Nothing in the Hand

Our current thinking on the Canard travel jacket: 7-denier Pertex Shield in a 2.5-layer construction with fluorocarbon-free DWR. A note on why the fabric weight and the waterproof rating aren't as contradictory as they sound.

Nothing in the Hand

2026.05.02 @ 09:10:01 GMT

Development Studio

There's a measurement called denier that describes how fine a thread is. Seven is finer than most dress shirt fabrics. It's also where our thinking on the Canard travel jacket currently sits for the face fabric, which is either a contradiction or the point, depending on how you think about it.

How 2.5-Layer Waterproofing Works

The conventional waterproof jacket construction uses three layers: a face fabric, a waterproof membrane, and a separate inner liner. The liner protects the membrane and adds comfort but also adds weight and bulk. A 2.5-layer construction removes the liner and replaces it with a printed surface bonded to the underside of the membrane, which protects the membrane face without the weight of a full inner. Less material. Flatter when folded. Considerably more packable.

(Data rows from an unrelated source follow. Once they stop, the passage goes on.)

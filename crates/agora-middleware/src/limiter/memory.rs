//! In-process limiter over a sharded map.

use super::{BucketSpec, Decision, LimiterError, RateLimitKey, RateLimiter, TokenBucket};
use async_trait::async_trait;
use dashmap::DashMap;
use std::sync::Arc;
use std::time::Duration;
use tokio::task::JoinHandle;
use tokio::time::{Instant, MissedTickBehavior};

/// Default slack added to a bucket's refill cycle before it may be evicted.
pub const DEFAULT_EVICTION_GRACE: Duration = Duration::from_secs(30);

/// Rate limiter holding buckets in process memory.
///
/// Buckets live in a [`DashMap`]; a check holds its shard's write lock for the
/// refill-and-take, which serializes checks on the same key.
#[derive(Debug)]
pub struct InMemoryRateLimiter {
    buckets: DashMap<RateLimitKey, TokenBucket>,
    grace: Duration,
}

impl InMemoryRateLimiter {
    /// Creates an empty limiter with the default eviction grace.
    #[must_use]
    pub fn new() -> Self {
        Self::with_grace(DEFAULT_EVICTION_GRACE)
    }

    /// Creates an empty limiter with a custom eviction grace.
    #[must_use]
    pub fn with_grace(grace: Duration) -> Self {
        Self {
            buckets: DashMap::new(),
            grace,
        }
    }

    /// Synchronous check against the current instant.
    pub fn check_now(&self, key: &RateLimitKey, spec: BucketSpec) -> Decision {
        self.check_at(key, spec, Instant::now())
    }

    /// Synchronous check at a given instant.
    pub fn check_at(&self, key: &RateLimitKey, spec: BucketSpec, now: Instant) -> Decision {
        let mut bucket = self.buckets.entry(key.clone()).or_insert_with(|| {
            tracing::trace!(key = %key, "creating rate limit bucket");
            TokenBucket::new(spec, now)
        });
        if bucket.spec() != spec {
            bucket.reconfigure(spec, now);
        }
        bucket.try_take(now)
    }

    /// Number of live buckets.
    #[must_use]
    pub fn len(&self) -> usize {
        self.buckets.len()
    }

    /// Returns `true` if no buckets are live.
    #[must_use]
    pub fn is_empty(&self) -> bool {
        self.buckets.is_empty()
    }

    /// Evicts buckets idle longer than their refill cycle plus grace.
    ///
    /// Returns the number of buckets removed.
    pub fn sweep(&self) -> usize {
        self.sweep_at(Instant::now())
    }

    /// Evicts relative to a given instant.
    pub fn sweep_at(&self, now: Instant) -> usize {
        let before = self.buckets.len();
        self.buckets.retain(|key, bucket| {
            let keep = bucket.idle_for(now) <= bucket.refill_cycle().saturating_add(self.grace);
            if !keep {
                tracing::trace!(key = %key, "evicting idle rate limit bucket");
            }
            keep
        });
        before.saturating_sub(self.buckets.len())
    }

    /// Spawns a task that sweeps every `interval` until aborted.
    pub fn spawn_sweeper(self: &Arc<Self>, interval: Duration) -> JoinHandle<()> {
        let limiter = Arc::clone(self);
        tokio::spawn(async move {
            let mut ticker = tokio::time::interval(interval);
            ticker.set_missed_tick_behavior(MissedTickBehavior::Skip);
            loop {
                ticker.tick().await;
                let evicted = limiter.sweep();
                if evicted > 0 {
                    tracing::debug!(evicted, live = limiter.len(), "rate limit sweep");
                }
            }
        })
    }
}

impl Default for InMemoryRateLimiter {
    fn default() -> Self {
        Self::new()
    }
}

#[async_trait]
impl RateLimiter for InMemoryRateLimiter {
    async fn check(&self, key: &RateLimitKey, spec: BucketSpec) -> Result<Decision, LimiterError> {
        Ok(self.check_now(key, spec))
    }
}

We're currently evaluating Pertex Shield at 51gsm as the face fabric, with a 20,000mm hydrostatic head and 20,000g/m²/24hr breathability rating. At 7 denier the face is fine enough that the jacket weighs almost nothing in the hand, but the membrane underneath does the work. The DWR direction is fluorocarbon-free. The outdoor industry has been moving away from perfluorinated compounds under sustained regulatory pressure, and the performance of fluorocarbon-free alternatives has reached the point where the substitution doesn't require a performance compromise at this rating level.

The Colourway We're Working Towards

The colour direction we're exploring is a pale cool grey, the kind that reads differently in different light, cooler under cloud and warmer in direct sun. That quality is what makes it genuinely neutral rather than a pale with a lean. It carries well against the rest of the Canard system without requiring coordination, and it holds visual clarity over extended wear in a way that white wouldn't.

The case for a light colourway over black is worth making at this stage of development. A jacket this fine picks up the visual character of what's beneath it and around it. The cool grey we're testing sits quietly in that context without either disappearing or drawing attention to itself, which is the behaviour we're looking for.

The Hood That Packs Into Itself

One of the design directions we're committed to at this stage is the hood doubling as a storage pocket. The roll-away hood folds back and secures to clean the collar line when not needed. When packing the jacket, the hood opens out and becomes the stuff pocket the whole jacket packs into. There's no separate bag, no accessory to misplace, no additional step. The hood serves two functions at different times, and the total item count of the carry system stays lower as a result.

At this weight and packed size, the jacket earns its place in a bag for a trip where the weather is uncertain, which is most trips. That's the direction we're moving in.